» WHAT THE TASK ASKS
Which lines in the data below contain the string "LruCache"? Show each one.

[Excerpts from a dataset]
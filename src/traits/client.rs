//! Vendor-client seam for object-store backends.
//!
//! The S3, GCS, Azure Blob and Azure Data Lake drivers never talk to a
//! cloud SDK directly. They drive an [`ObjectClient`], obtained from a
//! [`Connector`] installed on the [`Registry`](crate::Registry). The built-in
//! connectors wrap the `object_store` crate.
//!
//! ```text
//! Resolver ──▶ Connector::connect(options) ──▶ Arc<dyn ObjectClient>
//!                                                   │
//!                              ObjectDriver ◀───────┘
//! ```
//!
//! Every call names its bucket (or container, or store) explicitly. A client
//! carries no "current bucket" state, so one client can serve callers that
//! address different buckets at the same time.

use std::sync::Arc;

use crate::{FsError, ObjectEntry, ObjectMeta, StorageOptions};

/// Flat key/value object storage.
///
/// Keys are `/`-separated and never start with `/`. A *prefix* names a
/// directory: `list_objects(bucket, "a/b", ..)` lists keys under `a/b/`,
/// and the empty prefix lists the whole bucket.
///
/// Errors from the vendor are returned as [`FsError::Backend`] and reach the
/// caller untouched.
pub trait ObjectClient: Send + Sync {
    /// Fetch an object's bytes.
    ///
    /// # Errors
    ///
    /// - [`FsError::NotFound`] (or a vendor error) if the key is missing
    fn get_object(&self, bucket: &str, key: &str) -> Result<Vec<u8>, FsError>;

    /// Store an object, replacing any previous version.
    fn put_object(&self, bucket: &str, key: &str, data: Vec<u8>) -> Result<(), FsError>;

    /// Metadata of an object, or `None` if the key does not exist.
    fn head_object(&self, bucket: &str, key: &str) -> Result<Option<ObjectMeta>, FsError>;

    /// List keys under `prefix`.
    ///
    /// Non-recursive listings return the direct child objects plus one
    /// [`ObjectEntry::Prefix`] per child "directory". Recursive listings
    /// return every object below the prefix and no prefixes.
    fn list_objects(
        &self,
        bucket: &str,
        prefix: &str,
        recursive: bool,
    ) -> Result<Vec<ObjectEntry>, FsError>;

    /// Delete an object.
    fn delete_object(&self, bucket: &str, key: &str) -> Result<(), FsError>;

    /// Server-side copy.
    fn copy_object(
        &self,
        from_bucket: &str,
        from_key: &str,
        to_bucket: &str,
        to_key: &str,
    ) -> Result<(), FsError>;

    /// Returns `true` if the bucket exists.
    fn bucket_exists(&self, bucket: &str) -> Result<bool, FsError>;
}

/// Builds an [`ObjectClient`] from merged backend options.
///
/// Credentials, endpoints and timeouts (`key`, `secret`, `account_name`,
/// `read_timeout`, ...) arrive in `options` exactly as the resolver merged
/// them. Closures with the matching signature are connectors too.
pub trait Connector: Send + Sync {
    /// Open a client.
    fn connect(&self, options: &StorageOptions) -> Result<Arc<dyn ObjectClient>, FsError>;
}

impl<F> Connector for F
where
    F: Fn(&StorageOptions) -> Result<Arc<dyn ObjectClient>, FsError> + Send + Sync,
{
    fn connect(&self, options: &StorageOptions) -> Result<Arc<dyn ObjectClient>, FsError> {
        self(options)
    }
}
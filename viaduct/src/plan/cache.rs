//! The bounded, shared cache of built query plans.

use std::{
    num::NonZeroUsize,
    sync::{Arc, Mutex},
};

use lru::LruCache;

use super::{PlanError, QueryPlan};

/// What makes two plans interchangeable: the exact selection text against the
/// exact schema build, under the same access-check placement. Variable
/// _values_ are deliberately absent; arguments are coerced at execution time.
#[derive(Clone, Debug, Eq, Hash, PartialEq)]
pub struct PlanCacheKey {
    pub schema_digest: u64,
    pub selection_text: String,
    pub execute_access_checks_in_modstrat: bool,
}

/// A bounded LRU of [`QueryPlan`]s.
///
/// Values are handed out as [`Arc`]s: eviction drops the cache's reference
/// only, so a plan referenced by an in-flight request stays alive for as long
/// as that request runs.
pub struct PlanCache {
    inner: Mutex<LruCache<PlanCacheKey, Arc<QueryPlan>>>,
}

impl PlanCache {
    /// Creates a cache bounded to `capacity` plans.
    pub fn new(capacity: usize) -> Self {
        let capacity = NonZeroUsize::new(capacity.max(1)).expect("non-zero capacity");
        Self {
            inner: Mutex::new(LruCache::new(capacity)),
        }
    }

    /// Returns the cached plan for `key`, building and inserting it on miss.
    pub fn get_or_build<F>(
        &self,
        key: PlanCacheKey,
        build: F,
    ) -> Result<Arc<QueryPlan>, PlanError>
    where
        F: FnOnce() -> Result<Arc<QueryPlan>, PlanError>,
    {
        if let Some(plan) = self.inner.lock().expect("plan cache poisoned").get(&key) {
            tracing::trace!(digest = key.schema_digest, "query plan cache hit");
            return Ok(Arc::clone(plan));
        }

        // Built outside the lock: planning can be slow and concurrent misses
        // for the same key are harmless (last insert wins).
        let plan = build()?;
        tracing::debug!(
            digest = key.schema_digest,
            steps = plan.steps.len(),
            "query plan built",
        );
        self.inner
            .lock()
            .expect("plan cache poisoned")
            .put(key, Arc::clone(&plan));
        Ok(plan)
    }

    /// Number of currently cached plans.
    pub fn len(&self) -> usize {
        self.inner.lock().expect("plan cache poisoned").len()
    }

    /// Whether the cache is empty.
    pub fn is_empty(&self) -> bool {
        self.len() == 0
    }
}

#[cfg(test)]
mod tests {
    use std::sync::Arc;

    use crate::plan::{PlanOperation, QueryPlan};

    use super::{PlanCache, PlanCacheKey};

    fn key(text: &str) -> PlanCacheKey {
        PlanCacheKey {
            schema_digest: 7,
            selection_text: text.into(),
            execute_access_checks_in_modstrat: false,
        }
    }

    fn empty_plan() -> Arc<QueryPlan> {
        Arc::new(QueryPlan {
            root_type: "Query".into(),
            operation: PlanOperation::Query,
            steps: Vec::new(),
            is_root_query_plan: true,
        })
    }

    #[test]
    fn hits_do_not_rebuild() {
        let cache = PlanCache::new(8);
        let first = cache.get_or_build(key("{ a }"), || Ok(empty_plan())).unwrap();
        let second = cache
            .get_or_build(key("{ a }"), || panic!("must not rebuild"))
            .unwrap();
        assert!(Arc::ptr_eq(&first, &second));
    }

    #[test]
    fn evicted_plans_survive_through_their_arcs() {
        let cache = PlanCache::new(1);
        let pinned = cache.get_or_build(key("{ a }"), || Ok(empty_plan())).unwrap();
        cache.get_or_build(key("{ b }"), || Ok(empty_plan())).unwrap();
        assert_eq!(cache.len(), 1);
        // `{ a }` was evicted, but the in-flight reference still works.
        assert_eq!(pinned.root_type, "Query");
    }

    #[test]
    fn modstrat_flag_partitions_the_key_space() {
        let cache = PlanCache::new(8);
        let mut with_flag = key("{ a }");
        with_flag.execute_access_checks_in_modstrat = true;
        cache.get_or_build(key("{ a }"), || Ok(empty_plan())).unwrap();
        let built = std::cell::Cell::new(false);
        cache
            .get_or_build(with_flag, || {
                built.set(true);
                Ok(empty_plan())
            })
            .unwrap();
        assert!(built.get());
    }
}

» YOUR RESPONSE
use lru::LruCache;
    inner: Mutex<LruCache<PlanCacheKey, Arc<QueryPlan>>>,
            inner: Mutex::new(LruCache::new(capacity)),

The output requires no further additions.